Content Warning: This essay includes mention of physical, emotional and sexual abuse

In September, Megan thee Stallion, a young Black rapper from Houston, went on Instagram Live and admitted she had been shot in the foot by Tory Lanez. Like clockwork, Megan started receiving death threats and was called a snitch by some of her own fans who made unsubstantiated claims that this was an orchestrated plot to bring another Black man down. 

Prior to this, Megan had not spoken publicly on what happened and initially hadn’t told police or medical staff the truth, reasoning that she didn’t want to go to jail and “didn’t tell the police nothing because [she] didn’t want us to get in no more trouble.” This is believable for everyone who has experienced the particular gaslighting that occurs when men don’t take responsibility for their actions, which is exactly what happened when she later did try to speak up. We have all heard this story before, and some of us know it intimately. Black women all over the globe are often implicated in our own rapes, murders, and domestic violence cases, making nowhere safe for us to turn after these things occur.

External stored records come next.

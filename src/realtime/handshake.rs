//! WebSocket opening handshake (RFC 6455 §4.2).
//!
//! [`validate`] checks the client's upgrade request and derives the
//! `Sec-WebSocket-Accept` value; [`switching_protocols`] builds the `101`
//! response that completes the handshake.

use thiserror::Error;
use tokio_tungstenite::tungstenite::handshake::derive_accept_key;

use crate::http::{Method, Request, Response, StatusCode};

/// The only protocol version this server speaks.
pub const WEBSOCKET_VERSION: &str = "13";

/// Reasons an upgrade request is refused.
#[derive(Debug, Clone, PartialEq, Eq, Error)]
pub enum UpgradeError {
    #[error("websocket upgrade requires GET, got {0}")]
    MethodNotAllowed(String),

    #[error("the client is not using the websocket protocol")]
    NotUpgrade,

    #[error("unsupported websocket version {0:?}")]
    UnsupportedVersion(Option<String>),

    #[error("missing Sec-WebSocket-Key header")]
    MissingKey,
}

impl UpgradeError {
    pub fn status(&self) -> StatusCode {
        match self {
            Self::MethodNotAllowed(_) => StatusCode::MethodNotAllowed,
            Self::NotUpgrade | Self::MissingKey => StatusCode::BadRequest,
            Self::UnsupportedVersion(_) => StatusCode::UpgradeRequired,
        }
    }

    /// Builds the error response sent before the connection is closed.
    pub fn into_response(self) -> Response {
        let mut response = Response::new(self.status())
            .body(self.to_string())
            .keep_alive(false);
        match self {
            Self::MethodNotAllowed(_) => response = response.header("Allow", "GET"),
            Self::UnsupportedVersion(_) => {
                response = response.header("Sec-WebSocket-Version", WEBSOCKET_VERSION)
            }
            Self::NotUpgrade | Self::MissingKey => {}
        }
        response
    }
}

/// Validates an upgrade request and returns the `Sec-WebSocket-Accept` value.
///
/// # Errors
///
/// Returns the first [`UpgradeError`] that applies, in the order: method,
/// `Connection`/`Upgrade` headers, version, key.
pub fn validate(request: &Request) -> Result<String, UpgradeError> {
    if request.method() != &Method::Get {
        return Err(UpgradeError::MethodNotAllowed(request.method().to_string()));
    }
    if !request.is_websocket_upgrade() {
        return Err(UpgradeError::NotUpgrade);
    }

    let headers = request.headers();
    let version = headers.get("sec-websocket-version").map(str::trim);
    if version != Some(WEBSOCKET_VERSION) {
        return Err(UpgradeError::UnsupportedVersion(version.map(str::to_owned)));
    }

    let key = headers
        .get("sec-websocket-key")
        .map(str::trim)
        .filter(|key| !key.is_empty())
        .ok_or(UpgradeError::MissingKey)?;

    Ok(derive_accept_key(key.as_bytes()))
}

/// Builds the `101 Switching Protocols` response for an accepted handshake.
pub fn switching_protocols(accept: &str) -> Response {
    Response::new(StatusCode::SwitchingProtocols)
        .header("Upgrade", "websocket")
        .header("Connection", "Upgrade")
        .header("Sec-WebSocket-Accept", accept)
}
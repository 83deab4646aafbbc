//! The set of currently open connections.

use std::collections::HashMap;
use std::sync::Arc;

use parking_lot::Mutex;
use tracing::debug;

use super::connection::{Connection, ConnectionId};

/// Thread-safe set of live connections.
///
/// Every access goes through the internal lock, which is never held across
/// an `.await`. Callers that need to await per connection (the broadcast
/// hub) take a [`snapshot`](Self::snapshot) first.
///
/// # Examples
///
/// ```rust,no_run
/// use calcrelay::realtime::ConnectionRegistry;
///
/// let registry = ConnectionRegistry::new();
/// assert!(registry.is_empty());
/// registry.for_each(|conn| println!("{}", conn.id()));
/// ```
#[derive(Default)]
pub struct ConnectionRegistry {
    clients: Mutex<HashMap<ConnectionId, Arc<Connection>>>,
}

impl ConnectionRegistry {
    pub fn new() -> Self {
        Self::default()
    }

    /// Adds `conn`. Returns `false` if a connection with the same id was already present.
    pub fn register(&self, conn: Arc<Connection>) -> bool {
        let id = conn.id();
        let mut clients = self.clients.lock();
        let inserted = clients.insert(id, conn).is_none();
        debug!(conn_id = %id, clients = clients.len(), "connection registered");
        inserted
    }

    /// Removes the connection with `id`, returning it if it was present.
    pub fn unregister(&self, id: ConnectionId) -> Option<Arc<Connection>> {
        let mut clients = self.clients.lock();
        let removed = clients.remove(&id);
        if removed.is_some() {
            debug!(conn_id = %id, clients = clients.len(), "connection unregistered");
        }
        removed
    }

    /// Calls `f` once for every registered connection while holding the lock.
    ///
    /// `f` must not call back into the registry.
    pub fn for_each(&self, mut f: impl FnMut(&Arc<Connection>)) {
        let clients = self.clients.lock();
        for conn in clients.values() {
            f(conn);
        }
    }

    /// Returns the connections registered at this instant.
    pub fn snapshot(&self) -> Vec<Arc<Connection>> {
        self.clients.lock().values().cloned().collect()
    }

    pub fn contains(&self, id: ConnectionId) -> bool {
        self.clients.lock().contains_key(&id)
    }

    pub fn len(&self) -> usize {
        self.clients.lock().len()
    }

    pub fn is_empty(&self) -> bool {
        self.clients.lock().is_empty()
    }
}
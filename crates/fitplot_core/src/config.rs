//! Chart and series configuration.
//!
//! These are plain values edited by the host UI and replaced wholesale on every
//! change. Column references are soft: they may name datasets that are not (or
//! no longer) loaded, in which case they resolve to no data.

use rustc_hash::FxHashSet;
use serde::{Deserialize, Serialize};

use crate::color::next_color;
use crate::dataset::{Dataset, DatasetId};

/// A `(dataset, column)` reference into the live dataset collection.
#[derive(Clone, Debug, PartialEq, Eq, Hash, Serialize, Deserialize)]
pub struct ColumnRef {
    #[serde(rename = "dataset")]
    pub dataset_id: DatasetId,
    pub column: String,
}

impl ColumnRef {
    pub fn new(dataset_id: impl Into<DatasetId>, column: impl Into<String>) -> Self {
        Self {
            dataset_id: dataset_id.into(),
            column: column.into(),
        }
    }
}

#[derive(Clone, Copy, Debug, Default, PartialEq, Eq, Hash, Serialize, Deserialize)]
#[serde(rename_all = "lowercase")]
pub enum Axis {
    #[default]
    Left,
    Right,
}

#[derive(Clone, Copy, Debug, Default, PartialEq, Eq, Hash, Serialize, Deserialize)]
#[serde(rename_all = "lowercase")]
pub enum RenderKind {
    #[default]
    Line,
    Scatter,
    Area,
    Bar,
}

#[derive(Clone, Copy, Debug, Default, PartialEq, Eq, Hash, Serialize, Deserialize)]
#[serde(rename_all = "lowercase")]
pub enum ChartKind {
    #[default]
    General,
    /// Truth vs. prediction scatter with a y = x reference line.
    Diagonal,
}

/// One plotted series.
#[derive(Clone, Debug, PartialEq, Serialize, Deserialize)]
pub struct SeriesConfig {
    pub id: String,
    pub y: ColumnRef,
    /// Overrides the chart's x reference when set.
    #[serde(default, skip_serializing_if = "Option::is_none")]
    pub x: Option<ColumnRef>,
    #[serde(default)]
    pub axis: Axis,
    /// Opaque display color. Empty means "not assigned yet".
    #[serde(default)]
    pub color: String,
    #[serde(default)]
    pub render: RenderKind,
    #[serde(default, skip_serializing_if = "Option::is_none")]
    pub label: Option<String>,
}

impl SeriesConfig {
    pub fn new(id: impl Into<String>, y: ColumnRef) -> Self {
        Self {
            id: id.into(),
            y,
            x: None,
            axis: Axis::Left,
            color: String::new(),
            render: RenderKind::Line,
            label: None,
        }
    }

    pub fn with_x(mut self, x: ColumnRef) -> Self {
        self.x = Some(x);
        self
    }

    pub fn with_axis(mut self, axis: Axis) -> Self {
        self.axis = axis;
        self
    }

    pub fn with_color(mut self, color: impl Into<String>) -> Self {
        self.color = color.into();
        self
    }

    pub fn with_render(mut self, render: RenderKind) -> Self {
        self.render = render;
        self
    }

    pub fn with_label(mut self, label: impl Into<String>) -> Self {
        self.label = Some(label.into());
        self
    }
}

fn default_true() -> bool {
    true
}

/// A chart: shared x reference, ordered series and display flags.
#[derive(Clone, Debug, PartialEq, Serialize, Deserialize)]
pub struct ChartConfig {
    pub id: String,
    #[serde(default)]
    pub title: String,
    #[serde(default)]
    pub kind: ChartKind,
    pub x: ColumnRef,
    #[serde(default)]
    pub series: Vec<SeriesConfig>,
    #[serde(default)]
    pub show_metrics: bool,
    #[serde(default = "default_true")]
    pub show_grid: bool,
    #[serde(default = "default_true")]
    pub show_legend: bool,
}

impl ChartConfig {
    pub fn new(id: impl Into<String>, title: impl Into<String>, x: ColumnRef) -> Self {
        Self {
            id: id.into(),
            title: title.into(),
            kind: ChartKind::General,
            x,
            series: Vec::new(),
            show_metrics: false,
            show_grid: true,
            show_legend: true,
        }
    }

    pub fn with_kind(mut self, kind: ChartKind) -> Self {
        self.kind = kind;
        self
    }

    pub fn with_series(mut self, series: SeriesConfig) -> Self {
        self.series.push(series);
        self
    }

    pub fn with_metrics(mut self, show: bool) -> Self {
        self.show_metrics = show;
        self
    }

    /// A one-series chart over a single dataset: first numeric column as x,
    /// second numeric column as y.
    ///
    /// Returns `None` when the dataset has fewer than two numeric columns.
    pub fn default_for<'a>(
        dataset: &Dataset,
        used_colors: impl IntoIterator<Item = &'a str>,
    ) -> Option<Self> {
        let numeric = dataset.numeric_columns();
        let (&x, &y) = (numeric.first()?, numeric.get(1)?);
        let id = dataset.id().clone();
        let series = SeriesConfig::new(format!("{id}-{y}"), ColumnRef::new(id.clone(), y))
            .with_color(next_color(used_colors));
        Some(
            Self::new(format!("{id}-chart"), dataset.name(), ColumnRef::new(id, x))
                .with_series(series),
        )
    }

    /// The x reference a series is plotted against.
    pub fn effective_x<'a>(&'a self, series: &'a SeriesConfig) -> &'a ColumnRef {
        series.x.as_ref().unwrap_or(&self.x)
    }

    /// Diagonal charts draw every series as a scatter.
    pub fn effective_render(&self, series: &SeriesConfig) -> RenderKind {
        match self.kind {
            ChartKind::Diagonal => RenderKind::Scatter,
            ChartKind::General => series.render,
        }
    }

    /// Distinct dataset ids referenced anywhere in the chart, in first-use order.
    pub fn referenced_datasets(&self) -> Vec<&DatasetId> {
        let mut seen = FxHashSet::default();
        let mut out = Vec::new();
        let refs = std::iter::once(&self.x).chain(
            self.series
                .iter()
                .flat_map(|s| s.x.iter().chain(std::iter::once(&s.y))),
        );
        for r in refs {
            if seen.insert(&r.dataset_id) {
                out.push(&r.dataset_id);
            }
        }
        out
    }

    /// Give every series without a color the next free palette color.
    pub fn assign_missing_colors(&mut self, used: &mut Vec<String>) {
        used.extend(
            self.series
                .iter()
                .filter(|s| !s.color.is_empty())
                .map(|s| s.color.clone()),
        );
        for series in self.series.iter_mut().filter(|s| s.color.is_empty()) {
            let color = next_color(used.iter().map(String::as_str));
            used.push(color.clone());
            series.color = color;
        }
    }
}

#[cfg(test)]
mod tests {
    use super::*;
    use crate::color::PALETTE;
    use crate::dataset::test_util::numeric;

    #[test]
    fn series_x_override_wins() {
        let chart = ChartConfig::new("c", "", ColumnRef::new("a", "t"));
        let plain = SeriesConfig::new("s1", ColumnRef::new("a", "y"));
        let over = plain.clone().with_x(ColumnRef::new("b", "t2"));
        assert_eq!(chart.effective_x(&plain), &ColumnRef::new("a", "t"));
        assert_eq!(chart.effective_x(&over), &ColumnRef::new("b", "t2"));
    }

    #[test]
    fn diagonal_forces_scatter() {
        let s = SeriesConfig::new("s", ColumnRef::new("a", "y")).with_render(RenderKind::Bar);
        let general = ChartConfig::new("c", "", ColumnRef::new("a", "x"));
        let diagonal = general.clone().with_kind(ChartKind::Diagonal);
        assert_eq!(general.effective_render(&s), RenderKind::Bar);
        assert_eq!(diagonal.effective_render(&s), RenderKind::Scatter);
    }

    #[test]
    fn referenced_datasets_are_distinct_and_ordered() {
        let chart = ChartConfig::new("c", "", ColumnRef::new("a", "x"))
            .with_series(SeriesConfig::new("1", ColumnRef::new("b", "y")))
            .with_series(
                SeriesConfig::new("2", ColumnRef::new("a", "y")).with_x(ColumnRef::new("c", "x")),
            );
        let ids: Vec<&str> = chart
            .referenced_datasets()
            .into_iter()
            .map(DatasetId::as_str)
            .collect();
        assert_eq!(ids, ["a", "b", "c"]);
    }

    #[test]
    fn default_chart_uses_first_two_numeric_columns() {
        let d = numeric("runs", &[("t", &[0.0, 1.0]), ("v", &[2.0, 3.0]), ("w", &[1.0, 1.0])]);
        let chart = ChartConfig::default_for(&d, [PALETTE[0]]).unwrap();
        assert_eq!(chart.x, ColumnRef::new("runs", "t"));
        assert_eq!(chart.series.len(), 1);
        assert_eq!(chart.series[0].y, ColumnRef::new("runs", "v"));
        assert_eq!(chart.series[0].color, PALETTE[1]);

        let single = numeric("one", &[("t", &[0.0])]);
        assert!(ChartConfig::default_for(&single, Vec::<&str>::new()).is_none());
    }

    #[test]
    fn missing_colors_are_allocated_without_repeats() {
        let mut chart = ChartConfig::new("c", "", ColumnRef::new("a", "x"))
            .with_series(SeriesConfig::new("1", ColumnRef::new("a", "y")))
            .with_series(SeriesConfig::new("2", ColumnRef::new("a", "z")).with_color(PALETTE[0]))
            .with_series(SeriesConfig::new("3", ColumnRef::new("a", "w")));
        let mut used = Vec::new();
        chart.assign_missing_colors(&mut used);
        assert_eq!(chart.series[0].color, PALETTE[1]);
        assert_eq!(chart.series[1].color, PALETTE[0]);
        assert_eq!(chart.series[2].color, PALETTE[2]);
    }
}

There’s a need for safe spaces where folks can name the abuse they experienced and trust that harm doers will be held accountable. Instead, this society shames survivors and makes fun of them for staying, or dismisses their abuse and writes it off as love.

At the same time, survivors are always expected to hold nuance, to be considerate and think about possibilities and alternatives, even when those who claim to care maintain rigid, all-consuming stances that hurt us. Even when they shoot us.

Sometimes even other Black women minimize the abuse Black women face. “I predict that they had some sort of Bobby and Whitney love that drove them under this snapped-esce road,” said Draya Michele of Basketball Wives, crafting a tired domestic violence joke about Megan’s shooting. “And I’m here for it. I want you to like me so much you shoot me in the foot too.” 

One afternoon when I was seventeen, a boy whom I did not love, and I knew it even then, forced me to prove to him that I did. Another boy or girl—I can’t remember—had just sent a text message that said, “I miss you,” and the legs of the boy whom I did not love moved quickly, like my ex-stepfather’s at his angriest. Except this time, when the boy’s feet got close to me, they stayed on the ground, whereas my ex-stepfather’s pushed his into the core of my face, leaving me purple, red, unseeing, and missing school for two weeks because the makeup couldn’t cover the bruises and swelling.

This boy whom I did not love, and never really liked, locked me out of his house in the Oakland hills. His voice beckoned me to his car in soft, chastising nudges. I remember thinking it was nothing serious, even though he’d also hidden my purse, phone and car keys.

I know now that had I screamed the length of this seven bedroom house, all of its emptiness would have responded back with “hush girl, stop making all that noise.” The neighbors would have said it wasn’t that serious too, and the boy would have smiled big the same way he did then. 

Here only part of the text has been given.